─── Dataset extract ───

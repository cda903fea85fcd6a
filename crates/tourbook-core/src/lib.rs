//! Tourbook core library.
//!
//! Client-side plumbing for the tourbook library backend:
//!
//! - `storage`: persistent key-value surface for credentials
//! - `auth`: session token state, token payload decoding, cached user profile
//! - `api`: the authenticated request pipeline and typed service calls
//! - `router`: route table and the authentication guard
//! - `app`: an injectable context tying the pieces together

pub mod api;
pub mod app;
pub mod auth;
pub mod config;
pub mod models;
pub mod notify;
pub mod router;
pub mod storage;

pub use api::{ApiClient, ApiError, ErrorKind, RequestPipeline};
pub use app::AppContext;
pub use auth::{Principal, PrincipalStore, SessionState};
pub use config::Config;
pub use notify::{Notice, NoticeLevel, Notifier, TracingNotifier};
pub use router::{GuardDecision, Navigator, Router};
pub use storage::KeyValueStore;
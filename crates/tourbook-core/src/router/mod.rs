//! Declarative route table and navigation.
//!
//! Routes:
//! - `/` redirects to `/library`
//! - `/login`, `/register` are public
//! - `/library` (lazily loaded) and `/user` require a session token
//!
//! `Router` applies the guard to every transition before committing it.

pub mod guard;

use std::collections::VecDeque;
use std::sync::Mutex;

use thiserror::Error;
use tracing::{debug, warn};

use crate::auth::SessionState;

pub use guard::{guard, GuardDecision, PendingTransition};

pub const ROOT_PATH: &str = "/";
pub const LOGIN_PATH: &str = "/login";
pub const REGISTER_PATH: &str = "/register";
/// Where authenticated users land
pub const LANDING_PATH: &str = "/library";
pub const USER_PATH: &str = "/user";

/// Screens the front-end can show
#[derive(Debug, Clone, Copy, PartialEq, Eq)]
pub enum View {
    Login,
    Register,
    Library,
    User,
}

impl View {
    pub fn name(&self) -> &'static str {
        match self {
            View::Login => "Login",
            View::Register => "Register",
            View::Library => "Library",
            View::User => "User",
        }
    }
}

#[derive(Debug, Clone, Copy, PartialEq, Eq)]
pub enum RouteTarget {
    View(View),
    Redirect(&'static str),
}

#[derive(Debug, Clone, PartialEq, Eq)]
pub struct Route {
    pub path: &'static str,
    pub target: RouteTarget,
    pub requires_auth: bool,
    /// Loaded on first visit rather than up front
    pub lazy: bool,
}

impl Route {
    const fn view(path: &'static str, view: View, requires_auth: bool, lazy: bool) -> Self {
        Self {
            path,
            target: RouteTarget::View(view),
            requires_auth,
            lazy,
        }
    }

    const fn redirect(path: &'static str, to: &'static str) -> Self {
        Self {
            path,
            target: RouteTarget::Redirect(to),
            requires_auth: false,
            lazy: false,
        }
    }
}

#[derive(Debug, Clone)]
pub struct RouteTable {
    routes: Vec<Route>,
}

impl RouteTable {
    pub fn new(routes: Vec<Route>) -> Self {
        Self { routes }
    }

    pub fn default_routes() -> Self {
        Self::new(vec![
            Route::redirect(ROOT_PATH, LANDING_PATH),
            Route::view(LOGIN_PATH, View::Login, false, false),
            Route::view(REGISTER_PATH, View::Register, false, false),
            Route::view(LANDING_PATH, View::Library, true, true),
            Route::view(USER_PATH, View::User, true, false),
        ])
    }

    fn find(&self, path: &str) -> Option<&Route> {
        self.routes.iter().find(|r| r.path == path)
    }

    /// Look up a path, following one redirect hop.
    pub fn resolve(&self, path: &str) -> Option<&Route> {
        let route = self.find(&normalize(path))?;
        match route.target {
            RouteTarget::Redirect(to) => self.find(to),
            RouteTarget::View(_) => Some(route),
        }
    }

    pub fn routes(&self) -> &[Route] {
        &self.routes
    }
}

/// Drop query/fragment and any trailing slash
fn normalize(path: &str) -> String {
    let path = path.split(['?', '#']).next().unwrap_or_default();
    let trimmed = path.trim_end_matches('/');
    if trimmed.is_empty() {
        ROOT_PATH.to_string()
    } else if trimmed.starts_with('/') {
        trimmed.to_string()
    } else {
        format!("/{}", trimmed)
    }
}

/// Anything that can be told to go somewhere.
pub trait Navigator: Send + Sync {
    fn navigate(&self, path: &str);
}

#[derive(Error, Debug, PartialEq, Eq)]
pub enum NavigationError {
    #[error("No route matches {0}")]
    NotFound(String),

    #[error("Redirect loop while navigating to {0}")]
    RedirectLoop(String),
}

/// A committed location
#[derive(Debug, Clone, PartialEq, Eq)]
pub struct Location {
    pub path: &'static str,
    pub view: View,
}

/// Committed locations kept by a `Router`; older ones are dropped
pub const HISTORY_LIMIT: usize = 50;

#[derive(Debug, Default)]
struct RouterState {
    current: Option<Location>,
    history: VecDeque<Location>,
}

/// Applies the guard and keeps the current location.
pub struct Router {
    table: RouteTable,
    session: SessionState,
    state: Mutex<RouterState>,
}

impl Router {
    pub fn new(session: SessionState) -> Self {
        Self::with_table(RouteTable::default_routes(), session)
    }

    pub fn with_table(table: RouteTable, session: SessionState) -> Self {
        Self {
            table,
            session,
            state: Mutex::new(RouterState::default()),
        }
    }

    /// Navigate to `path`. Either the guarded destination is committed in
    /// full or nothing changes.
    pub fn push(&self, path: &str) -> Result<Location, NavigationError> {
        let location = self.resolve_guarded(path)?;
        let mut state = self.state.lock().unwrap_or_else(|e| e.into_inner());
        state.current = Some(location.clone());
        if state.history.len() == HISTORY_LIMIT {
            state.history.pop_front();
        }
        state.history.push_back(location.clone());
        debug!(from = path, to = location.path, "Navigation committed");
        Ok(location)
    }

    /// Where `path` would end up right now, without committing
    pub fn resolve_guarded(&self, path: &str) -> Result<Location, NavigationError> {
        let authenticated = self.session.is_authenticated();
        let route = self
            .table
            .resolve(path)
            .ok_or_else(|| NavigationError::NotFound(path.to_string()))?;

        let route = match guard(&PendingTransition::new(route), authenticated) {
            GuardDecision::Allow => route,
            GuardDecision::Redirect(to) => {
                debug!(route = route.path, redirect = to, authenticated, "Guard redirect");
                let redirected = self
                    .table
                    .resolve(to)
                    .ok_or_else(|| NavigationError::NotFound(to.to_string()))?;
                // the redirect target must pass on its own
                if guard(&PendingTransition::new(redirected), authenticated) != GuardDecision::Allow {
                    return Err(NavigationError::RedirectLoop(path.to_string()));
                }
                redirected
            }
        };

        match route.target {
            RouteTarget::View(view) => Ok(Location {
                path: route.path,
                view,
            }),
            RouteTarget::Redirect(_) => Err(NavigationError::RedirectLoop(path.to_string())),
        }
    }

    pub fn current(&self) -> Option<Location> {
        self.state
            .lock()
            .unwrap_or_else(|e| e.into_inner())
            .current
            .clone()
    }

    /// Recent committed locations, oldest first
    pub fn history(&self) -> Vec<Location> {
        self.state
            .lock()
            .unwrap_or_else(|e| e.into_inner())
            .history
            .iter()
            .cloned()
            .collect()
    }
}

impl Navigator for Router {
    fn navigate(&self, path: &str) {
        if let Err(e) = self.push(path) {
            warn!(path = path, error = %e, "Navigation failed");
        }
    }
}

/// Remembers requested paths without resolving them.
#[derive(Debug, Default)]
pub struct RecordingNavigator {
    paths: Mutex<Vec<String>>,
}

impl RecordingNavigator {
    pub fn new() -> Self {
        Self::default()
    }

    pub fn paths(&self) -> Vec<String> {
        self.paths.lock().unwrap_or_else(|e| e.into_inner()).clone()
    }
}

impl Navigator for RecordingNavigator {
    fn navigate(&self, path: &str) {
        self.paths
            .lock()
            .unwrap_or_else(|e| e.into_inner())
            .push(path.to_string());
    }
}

───

Set down again, word for word, the stretch of records from the line with "cached user profile" to the line with "the authentication guard", both of those lines included.

//! - `auth`: session token state, token payload decoding, cached user profile
//! - `api`: the authenticated request pipeline and typed service calls
//! - `router`: route table and the authentication guard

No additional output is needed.